Gerald Earle Sheehy (June 24, 1924 – June 1, 2009) was a Canadian politician. He represented the electoral district of Annapolis East in the Nova Scotia House of Assembly from 1970 to 1988. He was a member of the Progressive Conservative Party of Nova Scotia.

==Early life and education==
Born in 1924 at Noel, Hants County, Nova Scotia, Sheehy graduated from the University of Toronto and was a veterinarian by career.

==Political career==
He entered politics in 1965 as a town councillor and deputy mayor in Middleton, Nova Scotia. Sheehy moved to provincial politics in 1970, when he was elected MLA for Annapolis East. He was re-elected in the 1974 election. Sheehy was re-elected by almost 1400 votes in the 1978 election, that resulted in a majority government for the Progressive Conservatives led by John Buchanan.

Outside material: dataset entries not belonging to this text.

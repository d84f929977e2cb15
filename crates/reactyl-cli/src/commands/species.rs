use crate::cli::{SpeciesArgs, SpeciesCommands};
use crate::error::{CliError, Result};
use crate::utils::parser;
use reactyl::core::species::resolver::{FallbackResolver, MoleculeResolver, resolve_or_fallback};
use reactyl::core::species::thermo::ThermoTable;
use tracing::info;

pub fn run(args: SpeciesArgs) -> Result<()> {
    let table = args.table.as_deref().map(ThermoTable::load).transpose()?;
    if let (Some(table), Some(path)) = (&table, &args.table) {
        info!("Loaded {} species from {:?}", table.len(), path);
    }

    match args.command {
        SpeciesCommands::Resolve { name } => {
            println!("{}", describe(table.as_ref(), &name));
        }
        SpeciesCommands::Enthalpy {
            reactants,
            products,
        } => {
            let table = table.ok_or_else(|| {
                CliError::Argument(
                    "'species enthalpy' requires a thermochemistry table (--table).".to_string(),
                )
            })?;
            let delta_h = enthalpy(&table, &reactants, &products)?;
            println!(
                "{} -> {}\nΔH(298 K) = {:+.2} kJ/mol",
                reactants.join(" + "),
                products.join(" + "),
                delta_h
            );
        }
    }
    Ok(())
}

fn describe(table: Option<&ThermoTable>, name: &str) -> String {
    let resolver: &dyn MoleculeResolver = match table {
        Some(table) => table,
        None => &FallbackResolver,
    };
    let resolved = resolve_or_fallback(resolver, name);
    let mass = table
        .and_then(|t| t.molecular_mass(&resolved.id))
        .map(|m| format!("{:.3} g/mol", m))
        .unwrap_or_else(|| "unknown".to_string());
    format!(
        "id           : {}\ndisplay name : {}\nmolar mass   : {}",
        resolved.id, resolved.display_name, mass
    )
}

fn enthalpy(table: &ThermoTable, reactants: &[String], products: &[String]) -> Result<f64> {
    let parse_side = |terms: &[String]| -> Result<Vec<(f64, String)>> {
        terms
            .iter()
            .map(|t| parser::parse_stoichiometric_term(t).map_err(|e| CliError::Argument(e.to_string())))
            .collect()
    };
    let reactants = parse_side(reactants)?;
    let products = parse_side(products)?;

    fn borrow(side: &[(f64, String)]) -> Vec<(f64, &str)> {
        side.iter().map(|(c, s)| (*c, s.as_str())).collect()
    }
    Ok(table.reaction_enthalpy(&borrow(&reactants), &borrow(&products))?)
}

#[cfg(test)]
mod tests {
    use super::*;
    use reactyl::core::species::thermo::ThermoError;

    const TABLE_CSV: &str = "\
common_name,structure,enthalpy_of_formation_0k,enthalpy_of_formation_298k,uncertainty,molecular_mass,cas_rn
Bromomethane,CH3Br,-23.8,-35.4,0.3,94.939,74-83-9
Hydroxide,OH-,-139.4,-143.2,0.1,17.007,14280-30-9
Methanol,CH3OH,-189.8,-200.9,0.2,32.042,67-56-1
Bromide,Br-,,-219.0,,79.904,24959-67-9
";

    fn table() -> ThermoTable {
        ThermoTable::from_reader(TABLE_CSV.as_bytes()).unwrap()
    }

    fn terms(values: &[&str]) -> Vec<String> {
        values.iter().map(|s| s.to_string()).collect()
    }

    #[test]
    fn describe_uses_table_mass_when_available() {
        let text = describe(Some(&table()), "bromomethane");
        assert!(text.contains("id           : CH3Br"));
        assert!(text.contains("94.939 g/mol"));
    }

    #[test]
    fn describe_without_table_falls_back_to_demo_names() {
        let text = describe(None, "OH-");
        assert!(text.contains("display name : Hydroxide"));
        assert!(text.contains("molar mass   : unknown"));
    }

    #[test]
    fn enthalpy_of_sn2_hydrolysis() {
        let delta_h = enthalpy(
            &table(),
            &terms(&["CH3Br", "OH-"]),
            &terms(&["CH3OH", "Br-"]),
        )
        .unwrap();
        // (-200.9 - 219.0) - (-35.4 - 143.2)
        assert!((delta_h - (-241.3)).abs() < 1e-9);
    }

    #[test]
    fn enthalpy_reports_unknown_species() {
        let result = enthalpy(&table(), &terms(&["CH3F"]), &terms(&["CH3OH"]));
        assert!(matches!(
            result,
            Err(CliError::Thermo(ThermoError::UnknownSpecies(name))) if name == "CH3F"
        ));
    }

    #[test]
    fn enthalpy_rejects_malformed_terms() {
        let result = enthalpy(&table(), &terms(&["x CH3Br"]), &terms(&["CH3OH"]));
        assert!(matches!(result, Err(CliError::Argument(_))));
    }
}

On October 5, 1978, Buchanan appointed Sheehy to the Executive Council of Nova Scotia as Minister of Agriculture and Marketing and Minister of Health. In June 1979, Buchanan shuffled his cabinet, with Sheehy moving to Registrar General and remaining as Minister of Health. Sheehy was re-elected in the 1981 and 1984 elections. Sheehy continued to serve in cabinet until November 1985, when he asked to be shuffled out for family reasons. He also indicated he would not run in the next election.

==Later life and death==
Following his political career, he returned to Middleton, where he died on June 1, 2009.